Moof! is the sound made by a creature known as a dogcow. To understand why Moof! is such an important sound, you need to know a little about what it means to be a dogcow---which requires a bit of insight into its creation.

The dogcow was born in the early eighties at Apple Computer. As the Apple developers were working on the original version of the Macintosh Operating System (MacOS), they realized a few things. First off, they knew they were on the cutting edge of the computer industry---developing a computer that anyone (not just other programmers) would be able to use. They also realized that not a single one of them could draw worth beans.

That's when Andy Hertzfeld, one of the MacOS programmers, called his high school friend Susan Kare. He explained Apple's situation. They needed small images to represent common activities on the computer: starting up, deleting files, showing your printer paper orientation, and waiting for things to happen (this was the early '80s, when waiting tended to be a very common activity). Mr. Hertzfeld instructed his friend to go to the store, buy some graph paper, and fill in the squares to make pictures.

Ms. Kare did as he asked, and she was soon a full-fledged developer on the Macintosh team (and probably the one with the funnest job). She came up with several of the now-famous icon-sized images found on the Macintosh. She drew a happy-faced Mac to tell the user all was well when the computer was coming on (as well as the sad-faced Mac to tell you when things had gone haywire). Appropriately, she designed the trash can, where users dumped unwanted files, and a small wristwatch which appeared when things were taking time (the only drawback was that you couldn't tap this wristwatch impatiently in anticipation).

Ms. Kare also designed many of the Macintosh's fonts, including Chicago, Geneva and New York. These fonts all had one or two little pictures which she added to spice things up. "Right before the Mac shipped in 1984, I had added a hieroglyphic sort of character to each of the original Macintosh bitmap fonts," Ms. Kare says.

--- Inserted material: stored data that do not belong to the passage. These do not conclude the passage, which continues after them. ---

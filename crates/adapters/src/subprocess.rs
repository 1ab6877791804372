// SPDX-License-Identifier: BUSL-1.1
// Copyright (c) 2026 Alfred Jean LLC

//! Subprocess execution helpers

use std::process::Output;
use std::time::Duration;
use tokio::process::Command;

/// Ceiling on any single tmux invocation. Control commands finish in
/// milliseconds; anything slower means tmux itself is wedged and the
/// caller should hear about it rather than hang a poll loop.
pub const TMUX_COMMAND_TIMEOUT: Duration = Duration::from_secs(10);

/// Run a command, giving up after `timeout`.
///
/// On expiry the error names `what` and the limit; the child is reaped
/// when the tokio `Child` is dropped.
pub async fn run_with_timeout(
    mut cmd: Command,
    timeout: Duration,
    what: &str,
) -> Result<Output, String> {
    match tokio::time::timeout(timeout, cmd.output()).await {
        Err(_) => Err(format!(
            "{} did not finish within {}s",
            what,
            timeout.as_secs()
        )),
        Ok(Err(io_err)) => Err(format!("{}: {}", what, io_err)),
        Ok(Ok(output)) => Ok(output),
    }
}

#[cfg(test)]
#[path = "subprocess_tests.rs"]
mod tests;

She liked this idea so much, she decided to develop a whole font full of these hieroglyphic characters. It seems like it would be a meticulous process choosing the images to place in a font, but Ms. Kare approached the task with an attitude befitting an Apple developer. "Most of the images in Cairo are just things I thought would be fun (not very scientific!)."

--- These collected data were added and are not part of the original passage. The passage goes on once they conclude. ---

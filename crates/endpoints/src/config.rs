//! Arkane client configuration loaded from environment variables or YAML.
//!
//! # Environment Variables
//!
//! All variables are optional.
//!
//! - `ARKANE_USE_STAGING` - Target the staging hosts (default: true)
//! - `ARKANE_APP_ID` - Application id registered with the business API
//! - `ARKANE_CLIENT_ID` - OAuth client id for the login realm
//! - `ARKANE_AUTH_GRANT` - OAuth grant type (default: password)
//! - `ARKANE_AUTH_STAGING_URL` / `ARKANE_AUTH_PRODUCTION_URL` - Login hosts
//! - `ARKANE_BUSINESS_STAGING_URL` / `ARKANE_BUSINESS_PRODUCTION_URL` - Business API hosts
//! - `ARKANE_API_STAGING_URL` / `ARKANE_API_PRODUCTION_URL` - Wallet API hosts
//! - `ARKANE_CONTRACTS_FILE` - YAML file listing the application's contracts
//!
//! # YAML
//!
//! [`ArkaneConfig::from_yaml_file`] reads the same settings from a document
//! such as:
//!
//! ```yaml
//! use_staging: false
//! app_id: "42"
//! authentication_mode:
//!   client_id: Arketype
//!   grant: password
//! api:
//!   staging: https://api-staging.arkane.network
//!   production: https://api.arkane.network
//! contracts:
//!   - id: 7
//!     systemName: heroes
//! ```
//!
//! Omitted fields keep their defaults.

use std::path::Path;

use arkane_core::{AppId, AuthenticationMode, Contract, DomainError, DomainTarget};
use serde::{Deserialize, Serialize};
use thiserror::Error;
use tracing::info;

/// Configuration errors that can occur during loading.
#[derive(Debug, Error)]
pub enum ConfigError {
    #[error("Invalid environment variable {0}: {1}")]
    InvalidEnvVar(String, String),
    #[error("Invalid base URL in {0}: {1}")]
    InvalidDomain(String, #[source] DomainError),
    #[error("Failed to read {0}: {1}")]
    Io(String, String),
    #[error("Failed to parse {0}: {1}")]
    Parse(String, String),
}

/// Settings for resolving Arkane endpoints.
#[derive(Debug, Clone, PartialEq, Eq, Serialize, Deserialize)]
#[serde(default)]
pub struct ArkaneConfig {
    /// Target staging hosts instead of production
    pub use_staging: bool,
    /// Application whose contracts are managed
    pub app_id: AppId,
    /// OAuth client and grant for the login realm
    pub authentication_mode: AuthenticationMode,
    /// Login (OpenID Connect) hosts
    pub authentication: DomainTarget,
    /// Business API hosts
    pub business: DomainTarget,
    /// Wallet API hosts
    pub api: DomainTarget,
    /// Contracts registered with the application, in lookup order
    pub contracts: Vec<Contract>,
}

impl Default for ArkaneConfig {
    fn default() -> Self {
        Self {
            use_staging: true,
            app_id: AppId::INVALID,
            authentication_mode: AuthenticationMode::default(),
            authentication: DomainTarget::arkane_authentication(),
            business: DomainTarget::arkane_business(),
            api: DomainTarget::arkane_api(),
            contracts: Vec::new(),
        }
    }
}

impl ArkaneConfig {
    /// Load configuration from environment variables.
    ///
    /// Calls `dotenvy::dotenv()` to load from `.env` file if present.
    ///
    /// # Errors
    ///
    /// Returns `ConfigError` if a variable cannot be parsed, a base URL is
    /// invalid, or the contracts file cannot be read.
    pub fn from_env() -> Result<Self, ConfigError> {
        // Load .env file if present (ignore errors if not found)
        let _ = dotenvy::dotenv();

        Self::from_lookup(|key| std::env::var(key).ok())
    }

    /// Load configuration through an arbitrary variable lookup.
    ///
    /// [`ArkaneConfig::from_env`] passes `std::env::var`; tests pass a map.
    ///
    /// # Errors
    ///
    /// Same as [`ArkaneConfig::from_env`].
    pub fn from_lookup<F>(lookup: F) -> Result<Self, ConfigError>
    where
        F: Fn(&str) -> Option<String>,
    {
        let defaults = Self::default();

        let use_staging = match lookup("ARKANE_USE_STAGING") {
            Some(raw) => parse_bool("ARKANE_USE_STAGING", &raw)?,
            None => defaults.use_staging,
        };

        let app_id = match lookup("ARKANE_APP_ID") {
            Some(raw) => AppId::parse(&raw).map_err(|e| {
                ConfigError::InvalidEnvVar("ARKANE_APP_ID".to_string(), e.to_string())
            })?,
            None => defaults.app_id,
        };

        let authentication_mode = AuthenticationMode::new(
            lookup("ARKANE_CLIENT_ID")
                .unwrap_or_else(|| AuthenticationMode::PLACEHOLDER_CLIENT_ID.to_string()),
            lookup("ARKANE_AUTH_GRANT")
                .unwrap_or_else(|| AuthenticationMode::DEFAULT_GRANT.to_string()),
        );

        let authentication = domain_from(&lookup, "ARKANE_AUTH", &defaults.authentication)?;
        let business = domain_from(&lookup, "ARKANE_BUSINESS", &defaults.business)?;
        let api = domain_from(&lookup, "ARKANE_API", &defaults.api)?;

        let contracts = match lookup("ARKANE_CONTRACTS_FILE") {
            Some(path) => load_contracts_file(Path::new(&path))?,
            None => Vec::new(),
        };

        Ok(Self {
            use_staging,
            app_id,
            authentication_mode,
            authentication,
            business,
            api,
            contracts,
        })
    }

    /// Parse configuration from a YAML document.
    ///
    /// # Errors
    ///
    /// Returns `ConfigError::Parse` if the document is malformed or a base
    /// URL fails validation.
    pub fn from_yaml_str(yaml: &str) -> Result<Self, ConfigError> {
        serde_yaml::from_str(yaml)
            .map_err(|e| ConfigError::Parse("YAML configuration".to_string(), e.to_string()))
    }

    /// Load configuration from a YAML file.
    ///
    /// # Errors
    ///
    /// Returns `ConfigError::Io` if the file cannot be read, otherwise as
    /// [`ArkaneConfig::from_yaml_str`].
    pub fn from_yaml_file(path: impl AsRef<Path>) -> Result<Self, ConfigError> {
        let path = path.as_ref();
        let content = std::fs::read_to_string(path)
            .map_err(|e| ConfigError::Io(path.display().to_string(), e.to_string()))?;
        let config: Self = serde_yaml::from_str(&content)
            .map_err(|e| ConfigError::Parse(path.display().to_string(), e.to_string()))?;
        info!(path = %path.display(), contracts = config.contracts.len(), "Loaded Arkane configuration");
        Ok(config)
    }
}

// =============================================================================
// Helper Functions
// =============================================================================

/// Parse a boolean flag, accepting `true`/`false`/`1`/`0`/`yes`/`no`.
fn parse_bool(key: &str, raw: &str) -> Result<bool, ConfigError> {
    match raw.trim().to_ascii_lowercase().as_str() {
        "true" | "1" | "yes" => Ok(true),
        "false" | "0" | "no" => Ok(false),
        other => Err(ConfigError::InvalidEnvVar(
            key.to_string(),
            format!("expected a boolean, got '{other}'"),
        )),
    }
}

/// Build a domain pair from `{prefix}_STAGING_URL` and `{prefix}_PRODUCTION_URL`,
/// falling back to the default pair for whichever is unset.
fn domain_from<F>(
    lookup: &F,
    prefix: &str,
    default: &DomainTarget,
) -> Result<DomainTarget, ConfigError>
where
    F: Fn(&str) -> Option<String>,
{
    let staging_key = format!("{prefix}_STAGING_URL");
    let production_key = format!("{prefix}_PRODUCTION_URL");

    let staging = lookup(&staging_key);
    let production = lookup(&production_key);
    if staging.is_none() && production.is_none() {
        return Ok(default.clone());
    }

    DomainTarget::new(
        staging.unwrap_or_else(|| default.staging().to_string()),
        production.unwrap_or_else(|| default.production().to_string()),
    )
    .map_err(|e| ConfigError::InvalidDomain(format!("{staging_key}/{production_key}"), e))
}

/// Read the YAML list of contracts referenced by `ARKANE_CONTRACTS_FILE`.
fn load_contracts_file(path: &Path) -> Result<Vec<Contract>, ConfigError> {
    let content = std::fs::read_to_string(path)
        .map_err(|e| ConfigError::Io(path.display().to_string(), e.to_string()))?;
    let contracts: Vec<Contract> = serde_yaml::from_str(&content)
        .map_err(|e| ConfigError::Parse(path.display().to_string(), e.to_string()))?;
    info!(path = %path.display(), contracts = contracts.len(), "Loaded contracts file");
    Ok(contracts)
}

One of the fun images Ms. Kare decided to place inside Cairo was that of a tiny dog. An image that, little did she know, was soon to become her most legendary icon of all.

Not long afterward, Apple developers completed work on the Laserwriter printer, and they realized they needed something to represent a printed page's orientation in the new Page Setup dialog. With the notions of simplicity (and fun!) in mind, they turned yet again to Ms. Kare---after all, her other icons had worked extremely well in the Macintosh's user interface, so it made sense to seek her inspiration once more. Though she'd already left the company for NeXT computer corporation, the developers still had somewhere to go, and go they did---to Cairo!

By a stroke of genius, someone decided that the Cairo dog had the perfect mix of clarity (it's obvious to almost anyone when a dog is standing on its head) and cuteness for the job. But, unfortunately, what the dog did not have was the perfect mix of width and height---it was too small to fit in the dialog.

The solution, of course, was simple, just blow the dog up! Well, that sounded too cruel, and an ASPCA lawsuit was the last thing the Apple developers wanted, so they decided to completely redraw the image, making it large enough for their needs. With this new drawing (similar to, but not exactly the same as the Cairo dogcow)---made by person(s) unknown at Apple---the "correct" dogcow came to life.

With the Page Setup dialog began the legend of the dogcow. A legend which goes something like this...

Once the Mac was in the hands of the people, it soon became apparent that one little problem had occurred. Many users mistakenly identified the little spotted dog as a cow.

Executives at Apple flew into a tizzy, and the developers were up in arms. Company-wide, the question was asked: Is this little black-and-white image actually a dog, or had they been deceived and was it really a cow? The debate raged. Heated conversations erupted everywhere, usually consisting of just two words hollered back and forth. "Dog!" "Cow!" "Dog!" "Cow!" (Okay, maybe this is an exaggeration.)

Finally, before things got too ugly, the factions worked out a compromise. The solution was simple. This little black-and-white image wasn't a dog---but it wasn't a cow either. It was a dogcow!

As legends go, this one actually turns out to be quite a bit off the mark. According to Apple's Developer and Technical Support (DTS) member Mark "The Red" Harlan, the real story is very different.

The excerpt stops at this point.